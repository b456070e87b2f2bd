//! Periodic driver instances.

use std::any::Any;
use std::sync::atomic::{AtomicU64, Ordering};
use std::sync::{Arc, Mutex, MutexGuard, Weak};

use kestrel_hrt::{WorkHandle, WorkMgr};

use crate::device_id::DeviceId;
use crate::driver::Driver;
use crate::error::{DeviceError, DeviceResult};
use crate::handle::ObserverSlot;

#[derive(Default)]
struct Registration {
    instance: Option<usize>,
    instance_path: Option<String>,
    work_mgr: Weak<WorkMgr>,
}

/// A driver instance managed by the framework.
///
/// Wraps a [`Driver`] body with the bookkeeping the framework needs: name
/// and device-path identity, packed [`DeviceId`], sample interval, the work
/// handle of its periodic measure job, and the observer slots of currently
/// open handles.
///
/// Lifecycle: constructed → registered (instance and instance path assigned)
/// → started (periodic measurement running) → stopped → unregistered.
pub struct DevObj {
    name: String,
    base_path: String,
    id: DeviceId,
    sample_interval_us: AtomicU64,
    driver: Mutex<Box<dyn Driver>>,
    registration: Mutex<Registration>,
    work_handle: Mutex<WorkHandle>,
    observers: Mutex<Vec<Arc<ObserverSlot>>>,
}

impl DevObj {
    /// Wraps `driver` for registration. `base_path` is the device path stem,
    /// e.g. `/dev/imu`; the per-instance suffix is assigned at registration.
    pub fn new(
        driver: Box<dyn Driver>,
        name: impl Into<String>,
        base_path: impl Into<String>,
        id: DeviceId,
        sample_interval_us: u64,
    ) -> Arc<DevObj> {
        Arc::new(DevObj {
            name: name.into(),
            base_path: base_path.into(),
            id,
            sample_interval_us: AtomicU64::new(sample_interval_us),
            driver: Mutex::new(driver),
            registration: Mutex::new(Registration::default()),
            work_handle: Mutex::new(WorkHandle::NONE),
            observers: Mutex::new(Vec::new()),
        })
    }

    pub fn name(&self) -> &str {
        &self.name
    }

    pub fn base_path(&self) -> &str {
        &self.base_path
    }

    pub fn id(&self) -> DeviceId {
        self.id
    }

    pub fn sample_interval(&self) -> u64 {
        self.sample_interval_us.load(Ordering::Relaxed)
    }

    /// Retargets the sample interval. Takes effect when the measure job next
    /// reschedules itself; an already-queued fire keeps its timing.
    pub fn set_sample_interval(&self, interval_us: u64) {
        self.sample_interval_us.store(interval_us, Ordering::Relaxed);
    }

    /// Instance slot assigned at registration; `None` while unregistered.
    pub fn instance(&self) -> Option<usize> {
        self.lock_registration().instance
    }

    /// Full device path (`"<base>/<instance>"`) while registered.
    pub fn instance_path(&self) -> Option<String> {
        self.lock_registration().instance_path.clone()
    }

    pub fn is_registered(&self) -> bool {
        self.instance().is_some()
    }

    /// Whether the periodic measure job currently exists.
    pub fn is_started(&self) -> bool {
        !self.lock_work_handle().is_none()
    }

    /// Begins periodic measurement at the configured sample interval.
    ///
    /// Requires prior registration. A no-op when already started.
    pub fn start(self: &Arc<Self>) -> DeviceResult<()> {
        let work_mgr = {
            let registration = self.lock_registration();
            if registration.instance.is_none() {
                return Err(DeviceError::NotRegistered);
            }
            registration
                .work_mgr
                .upgrade()
                .ok_or(DeviceError::NotInitialized)?
        };

        let mut work_handle = self.lock_work_handle();
        if !work_handle.is_none() {
            return Ok(());
        }

        // Weak on both captures: the work registry owns this callback, so a
        // strong reference back to it (or to the device) would be a cycle.
        let dev = Arc::downgrade(self);
        let rescheduler = Arc::downgrade(&work_mgr);
        let handle = work_mgr.create(
            self.sample_interval(),
            Box::new(move |wh| {
                if let (Some(dev), Some(work_mgr)) = (dev.upgrade(), rescheduler.upgrade()) {
                    dev.fire(wh, &work_mgr);
                }
            }),
        );
        *work_handle = handle;
        work_mgr.schedule(handle);
        tracing::debug!(name = self.name.as_str(), handle = %handle, "measurement started");
        Ok(())
    }

    /// Stops periodic measurement, destroying the measure job. Idempotent.
    pub fn stop(&self) -> DeviceResult<()> {
        let work_mgr = self.lock_registration().work_mgr.upgrade();
        let mut work_handle = self.lock_work_handle();
        if work_handle.is_none() {
            return Ok(());
        }
        match work_mgr {
            Some(work_mgr) => work_mgr.destroy(&mut work_handle),
            // Framework already gone; the job died with it.
            None => *work_handle = WorkHandle::NONE,
        }
        tracing::debug!(name = self.name.as_str(), "measurement stopped");
        Ok(())
    }

    /// Measure trampoline, run on the dispatcher thread.
    fn fire(&self, handle: WorkHandle, work_mgr: &WorkMgr) {
        {
            let mut driver = self.lock_driver();
            driver.measure(self);
        }
        // A concurrent stop() has already destroyed the item; the reschedule
        // then simply reports it gone.
        work_mgr.set_delay(handle, self.sample_interval());
        work_mgr.schedule(handle);
    }

    /// Signals every open handle that fresh data is available. Drivers call
    /// this from `measure` after publishing.
    pub fn update_notify(&self) {
        let observers = self.lock_observers().clone();
        for slot in observers {
            slot.notify();
        }
    }

    pub fn dev_ioctl(&self, cmd: u32, arg: &mut dyn Any) -> DeviceResult<i32> {
        self.lock_driver().ioctl(cmd, arg)
    }

    pub fn dev_read(&self, buf: &mut [u8]) -> DeviceResult<usize> {
        self.lock_driver().read(buf)
    }

    pub fn dev_write(&self, buf: &[u8]) -> DeviceResult<usize> {
        self.lock_driver().write(buf)
    }

    /// Typed access to the driver body; fails if the body is not a `T`.
    pub fn with_driver<T: Driver, R>(&self, f: impl FnOnce(&mut T) -> R) -> DeviceResult<R> {
        let mut driver = self.lock_driver();
        let driver = driver
            .as_any_mut()
            .downcast_mut::<T>()
            .ok_or(DeviceError::InvalidHandle)?;
        Ok(f(driver))
    }

    /// Number of currently open handles.
    pub fn open_handles(&self) -> usize {
        self.lock_observers().len()
    }

    pub(crate) fn add_observer(&self, slot: Arc<ObserverSlot>) {
        self.lock_observers().push(slot);
    }

    pub(crate) fn remove_observer(&self, slot: &Arc<ObserverSlot>) {
        self.lock_observers()
            .retain(|other| !Arc::ptr_eq(other, slot));
    }

    pub(crate) fn complete_registration(
        &self,
        instance: usize,
        instance_path: String,
        work_mgr: Weak<WorkMgr>,
    ) {
        let mut registration = self.lock_registration();
        registration.instance = Some(instance);
        registration.instance_path = Some(instance_path);
        registration.work_mgr = work_mgr;
    }

    pub(crate) fn clear_registration(&self) {
        *self.lock_registration() = Registration::default();
    }

    fn lock_driver(&self) -> MutexGuard<'_, Box<dyn Driver>> {
        match self.driver.lock() {
            Ok(guard) => guard,
            Err(poisoned) => poisoned.into_inner(),
        }
    }

    fn lock_registration(&self) -> MutexGuard<'_, Registration> {
        match self.registration.lock() {
            Ok(guard) => guard,
            Err(poisoned) => poisoned.into_inner(),
        }
    }

    fn lock_work_handle(&self) -> MutexGuard<'_, WorkHandle> {
        match self.work_handle.lock() {
            Ok(guard) => guard,
            Err(poisoned) => poisoned.into_inner(),
        }
    }

    fn lock_observers(&self) -> MutexGuard<'_, Vec<Arc<ObserverSlot>>> {
        match self.observers.lock() {
            Ok(guard) => guard,
            Err(poisoned) => poisoned.into_inner(),
        }
    }
}

impl std::fmt::Debug for DevObj {
    fn fmt(&self, f: &mut std::fmt::Formatter<'_>) -> std::fmt::Result {
        f.debug_struct("DevObj")
            .field("name", &self.name)
            .field("id", &self.id)
            .field("instance", &self.instance())
            .field("sample_interval_us", &self.sample_interval())
            .finish_non_exhaustive()
    }
}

THE TASK
Look through the entries and copy every line in which the string "sync" appears.

ANSWER BELOW
use std::sync::atomic::{AtomicU64, Ordering};
use std::sync::{Arc, Mutex, MutexGuard, Weak};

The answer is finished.